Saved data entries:
= = =
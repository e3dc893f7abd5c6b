//! Impersonation transitions on the session manager.

use super::models::{ImpersonationContext, ImpersonationRecord, format_elapsed};
use crate::{
    api::ApiError,
    audit::{SecurityEvent, log_security_event},
    auth::{AuthError, AuthResult, SessionManager},
    store::{IMPERSONATION_KEY, PersistedSession, StoreError, WriteBatch},
};
use chrono::Utc;
use log::{debug, info, warn};

/// Outcome of comparing local impersonation state with the server's view
#[derive(Debug, Clone, Copy, PartialEq, Eq)]
pub enum Reconciliation {
    /// Local and server state agree
    InSync,
    /// Local record was updated from the server
    Updated,
    /// Impersonation overlay was rebuilt from the server
    Restored,
    /// Server no longer knows the impersonation; the session was cleared
    Ended,
}

impl SessionManager {
    /// Start viewing the portal as `target_uuid`.
    ///
    /// Rejected locally when not signed in, when already impersonating, or when the
    /// target is the signed-in user. The real admin identity is captured from the
    /// live session at commit time, so a profile refresh that completed while the
    /// request was in flight is reflected in the restored identity.
    ///
    /// # Errors
    ///
    /// * `AuthError::AlreadyImpersonating` - An impersonation is already active
    /// * `AuthError::SelfImpersonation` - Target is the signed-in user
    /// * `AuthError::Rejected` - Backend refused (not an admin, target not found, ...)
    /// * `AuthError::SessionChanged` - Session switched while the request was in flight
    /// * `AuthError::InvalidImpersonation` - Response contradicts the live session
    pub async fn start_impersonation(&self, target_uuid: &str) -> AuthResult<String> {
        let target_uuid = target_uuid.trim();
        if target_uuid.is_empty() {
            return Err(AuthError::Validation("A user must be selected".to_string()));
        }

        let (token, epoch) = {
            let state = self.state();
            if let Some(ctx) = &state.impersonation {
                return Err(AuthError::AlreadyImpersonating(
                    ctx.impersonated_user.full_name.clone(),
                ));
            }
            if state
                .current_user
                .as_ref()
                .is_some_and(|u| u.uuid == target_uuid)
            {
                return Err(AuthError::SelfImpersonation);
            }
            state.live_credential().ok_or(AuthError::NotAuthenticated)?
        };

        let result = self.api().start_impersonation(&token, target_uuid).await;

        let mut state = self.state();
        if state.epoch != epoch {
            warn!("Session changed while starting impersonation of {}", target_uuid);
            return Err(AuthError::SessionChanged);
        }

        let grant = match result {
            Ok(grant) => grant,
            Err(ApiError::Unauthorized) => {
                self.expire_locked(&mut state, "Impersonation request rejected with 401");
                return Err(AuthError::Unauthorized);
            }
            Err(e) => return Err(e.into()),
        };

        let admin = state
            .current_user
            .clone()
            .ok_or(AuthError::NotAuthenticated)?;

        if !admin.is_admin() {
            return Err(AuthError::InvalidImpersonation(
                "signed-in user is not an admin".to_string(),
            ));
        }
        if grant.admin_user.uuid != admin.uuid {
            return Err(AuthError::InvalidImpersonation(
                "admin identity does not match the signed-in user".to_string(),
            ));
        }
        if grant.target_user.uuid == admin.uuid {
            return Err(AuthError::SelfImpersonation);
        }
        if grant.impersonation_token.trim().is_empty()
            || !grant.target_user.is_well_formed()
            || grant.session_id.trim().is_empty()
        {
            return Err(AuthError::Decode(
                "impersonation response is incomplete".to_string(),
            ));
        }

        let target_name = grant.target_user.full_name.clone();
        let target = grant.target_user.uuid.clone();
        let session_id = grant.session_id.clone();
        let admin_uuid = admin.uuid.clone();

        self.commit(
            &mut state,
            PersistedSession {
                token: grant.impersonation_token,
                user: grant.target_user,
                impersonation: Some(ImpersonationRecord {
                    original_admin_user: admin,
                    session_id: grant.session_id,
                    started_at: Utc::now(),
                    expires_at: grant.expires_at,
                }),
            },
        )?;
        drop(state);

        log_security_event(
            SecurityEvent::ImpersonationStarted,
            Some(&admin_uuid),
            &format!("Impersonating {} (session {})", target, session_id),
        );
        Ok(format!("Now viewing the portal as {}", target_name))
    }

    /// Return to the admin's own session.
    ///
    /// The server closes the audit session and issues a fresh admin token. If it
    /// cannot confirm, the impersonation stays active so the audit trail is not lost.
    ///
    /// # Errors
    ///
    /// * `AuthError::NotImpersonating` - No impersonation is active
    /// * `AuthError::Rejected` / `AuthError::Network` - Server did not confirm; still impersonating
    /// * `AuthError::Unauthorized` - Impersonation token is dead; the session was cleared
    pub async fn stop_impersonation(&self) -> AuthResult<String> {
        let (token, epoch) = {
            let state = self.state();
            if state.impersonation.is_none() {
                return Err(AuthError::NotImpersonating);
            }
            state.live_credential().ok_or(AuthError::NotAuthenticated)?
        };

        let result = self.api().stop_impersonation(&token).await;

        let mut state = self.state();
        if state.epoch != epoch {
            warn!("Session changed while stopping impersonation");
            return Err(AuthError::SessionChanged);
        }

        let grant = match result {
            Ok(grant) => grant,
            Err(ApiError::Unauthorized) => {
                self.expire_locked(&mut state, "Stop-impersonation rejected with 401");
                return Err(AuthError::Unauthorized);
            }
            Err(e) => {
                warn!("Server did not confirm end of impersonation: {}", e);
                return Err(e.into());
            }
        };

        if grant.original_token.trim().is_empty() {
            return Err(AuthError::Decode(
                "stop-impersonation response has no token".to_string(),
            ));
        }

        let ctx = state
            .impersonation
            .clone()
            .ok_or(AuthError::NotImpersonating)?;
        let admin = ctx.original_admin_user;
        let message = format!("Returned to your admin account ({})", admin.full_name);
        let admin_uuid = admin.uuid.clone();

        self.commit(
            &mut state,
            PersistedSession {
                token: grant.original_token,
                user: admin,
                impersonation: None,
            },
        )?;
        drop(state);

        log_security_event(
            SecurityEvent::ImpersonationStopped,
            Some(&admin_uuid),
            &format!(
                "Stopped impersonating {} (session {})",
                ctx.impersonated_user.uuid, ctx.session_id
            ),
        );
        Ok(message)
    }

    /// Compare local impersonation state with `GET /admin/impersonation-status`
    pub async fn reconcile_impersonation(&self) -> AuthResult<Reconciliation> {
        let (token, epoch) = self
            .state()
            .live_credential()
            .ok_or(AuthError::NotAuthenticated)?;

        let result = self.api().impersonation_status(&token).await;

        let mut state = self.state();
        if state.epoch != epoch {
            return Err(AuthError::SessionChanged);
        }

        let status = match result {
            Ok(status) => status,
            Err(ApiError::Unauthorized) => {
                self.expire_locked(&mut state, "Impersonation status rejected with 401");
                return Err(AuthError::Unauthorized);
            }
            Err(e) => return Err(e.into()),
        };

        match (state.impersonation.clone(), status.is_impersonating) {
            (None, false) => Ok(Reconciliation::InSync),
            (Some(_), false) => {
                // The stored token is the impersonation token and the admin's own
                // token is gone, so there is nothing to fall back to.
                self.expire_locked(&mut state, "Server reports no active impersonation");
                Ok(Reconciliation::Ended)
            }
            (Some(mut ctx), true) => match status.session_id {
                Some(session_id) if session_id != ctx.session_id => {
                    ctx.session_id = session_id;
                    if let Some(start) = status.start_time {
                        ctx.started_at = start;
                    }
                    let record = serde_json::to_string(&ctx.to_record()).map_err(StoreError::from)?;
                    self.store()
                        .apply(WriteBatch::new().put(IMPERSONATION_KEY, record))?;
                    state.impersonation = Some(ctx);
                    Ok(Reconciliation::Updated)
                }
                _ => Ok(Reconciliation::InSync),
            },
            (None, true) => {
                let (Some(admin), Some(target), Some(session_id)) =
                    (status.admin_user, status.target_user, status.session_id)
                else {
                    debug!("Server reports impersonation without details, leaving session as is");
                    return Ok(Reconciliation::InSync);
                };

                let Some(current) = state.current_user.clone() else {
                    return Ok(Reconciliation::InSync);
                };
                if current.uuid != target.uuid {
                    debug!("Server impersonation target is not the current user, ignoring");
                    return Ok(Reconciliation::InSync);
                }

                let ctx = ImpersonationContext {
                    impersonated_user: current,
                    original_admin_user: admin,
                    session_id,
                    started_at: status.start_time.unwrap_or_else(Utc::now),
                    expires_at: None,
                };
                if !ctx.is_consistent() {
                    return Err(AuthError::InvalidImpersonation(
                        "server status violates impersonation invariants".to_string(),
                    ));
                }

                let record = serde_json::to_string(&ctx.to_record()).map_err(StoreError::from)?;
                self.store()
                    .apply(WriteBatch::new().put(IMPERSONATION_KEY, record))?;
                info!("Restored impersonation overlay from server status");
                state.impersonation = Some(ctx);
                Ok(Reconciliation::Restored)
            }
        }
    }

    /// End an impersonation that outlived its time box.
    ///
    /// Returns `true` when the session was cleared.
    pub fn check_impersonation_expiry(&self) -> bool {
        let mut state = self.state();
        let expired = state.impersonation.as_ref().is_some_and(|ctx| {
            ctx.is_expired(Utc::now(), self.config().max_impersonation_lifetime)
        });

        if expired {
            self.expire_locked(&mut state, "Impersonation exceeded its maximum lifetime");
        }
        expired
    }

    /// Elapsed impersonation time formatted for display, while impersonating
    pub fn impersonation_elapsed(&self) -> Option<String> {
        self.state()
            .impersonation
            .as_ref()
            .map(|ctx| format_elapsed(ctx.elapsed(Utc::now())))
    }

    /// Refuse an administrative `action` while viewing the portal as another user
    pub fn ensure_not_impersonating(&self, action: &str) -> AuthResult<()> {
        if self.state().impersonation.is_some() {
            return Err(AuthError::RestrictedDuringImpersonation(action.to_string()));
        }
        Ok(())
    }
}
= = =
Show the lines of the records that contain the word "reports".

■ Task response
                self.expire_locked(&mut state, "Server reports no active impersonation");
                    debug!("Server reports impersonation without details, leaving session as is");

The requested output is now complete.